↓↓↓
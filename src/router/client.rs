//! Minimal client speaking the router protocol.

use std::{collections::VecDeque, net::SocketAddr};

use tokio::{
    io::{AsyncRead, AsyncWrite, AsyncWriteExt},
    net::TcpStream,
};

use super::protocol::{Reply, Request};
use crate::{
    error::Result,
    frame::{ChunkListener, FrameConfig, FrameReader, FrameWriter},
    message::Message,
    transport::{self, ReadStatus},
};

#[derive(Debug, Default)]
struct ReplyBuffer {
    chunks: VecDeque<Vec<u8>>,
}

impl ChunkListener for ReplyBuffer {
    fn on_chunk_complete(&mut self, chunk: &[u8]) { self.chunks.push_back(chunk.to_vec()); }
}

/// Client over any byte stream, sending [`Request`]s and reading
/// [`Reply`]s in arrival order.
#[derive(Debug)]
pub struct RouterClient<S = TcpStream> {
    stream: S,
    reader: FrameReader<ReplyBuffer>,
    writer: FrameWriter,
}

impl RouterClient<TcpStream> {
    /// Connect to a router at `addr`.
    ///
    /// # Errors
    ///
    /// Returns an I/O error if the connection cannot be established.
    pub async fn connect(addr: SocketAddr, config: FrameConfig) -> Result<Self> {
        let stream = TcpStream::connect(addr).await?;
        Ok(Self::new(stream, config))
    }
}

impl<S> RouterClient<S>
where
    S: AsyncRead + AsyncWrite + Unpin,
{
    /// Wrap an established stream.
    pub fn new(stream: S, config: FrameConfig) -> Self {
        Self {
            stream,
            reader: FrameReader::new(config, ReplyBuffer::default()),
            writer: FrameWriter::new(config),
        }
    }

    /// Encode `request` as one chunk and write it out.
    ///
    /// # Errors
    ///
    /// Returns a framing error if the encoded request exceeds the chunk
    /// limit, or an encode or I/O error.
    pub async fn send(&mut self, request: &Request) -> Result<()> {
        self.writer.write(&request.to_bytes()?)?;
        self.writer.mark_chunk_completed()?;
        transport::flush_fragments(&mut self.stream, &mut self.writer).await?;
        Ok(())
    }

    /// Wait for the next reply. Returns `None` when the router closes the
    /// stream at a chunk boundary.
    ///
    /// # Errors
    ///
    /// Returns an I/O, framing or decode error, or an EOF error if the router
    /// closes part way through a chunk.
    pub async fn recv(&mut self) -> Result<Option<Reply>> {
        loop {
            if let Some(chunk) = self.reader.listener_mut().chunks.pop_front() {
                let (reply, _) = Reply::from_bytes(&chunk)?;
                return Ok(Some(reply));
            }
            if transport::read_once(&mut self.stream, &mut self.reader).await? == ReadStatus::Eof {
                transport::check_eof(&self.reader)?;
                return Ok(None);
            }
        }
    }

    /// Send raw bytes, bypassing the framing codec.
    ///
    /// # Errors
    ///
    /// Returns an I/O error from the stream.
    pub async fn send_raw(&mut self, bytes: &[u8]) -> Result<()> {
        self.stream.write_all(bytes).await?;
        self.stream.flush().await?;
        Ok(())
    }

    /// Close the write half so the router sees end of stream.
    ///
    /// # Errors
    ///
    /// Returns an I/O error from the stream.
    pub async fn finish(&mut self) -> Result<()> {
        self.stream.shutdown().await?;
        Ok(())
    }
}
↑↑↑
> [TASK DETAILS]
Only the lines from the one with "transport::flush_fragments(&mut self.stream, &mut" through the end of the data should be printed, each exactly as it appears.

> [COMPLETED TASK]
        transport::flush_fragments(&mut self.stream, &mut self.writer).await?;
        Ok(())
    }

    /// Wait for the next reply. Returns `None` when the router closes the
    /// stream at a chunk boundary.
    ///
    /// # Errors
    ///
    /// Returns an I/O, framing or decode error, or an EOF error if the router
    /// closes part way through a chunk.
    pub async fn recv(&mut self) -> Result<Option<Reply>> {
        loop {
            if let Some(chunk) = self.reader.listener_mut().chunks.pop_front() {
                let (reply, _) = Reply::from_bytes(&chunk)?;
                return Ok(Some(reply));
            }
            if transport::read_once(&mut self.stream, &mut self.reader).await? == ReadStatus::Eof {
                transport::check_eof(&self.reader)?;
                return Ok(None);
            }
        }
    }

    /// Send raw bytes, bypassing the framing codec.
    ///
    /// # Errors
    ///
    /// Returns an I/O error from the stream.
    pub async fn send_raw(&mut self, bytes: &[u8]) -> Result<()> {
        self.stream.write_all(bytes).await?;
        self.stream.flush().await?;
        Ok(())
    }

    /// Close the write half so the router sees end of stream.
    ///
    /// # Errors
    ///
    /// Returns an I/O error from the stream.
    pub async fn finish(&mut self) -> Result<()> {
        self.stream.shutdown().await?;
        Ok(())
    }
}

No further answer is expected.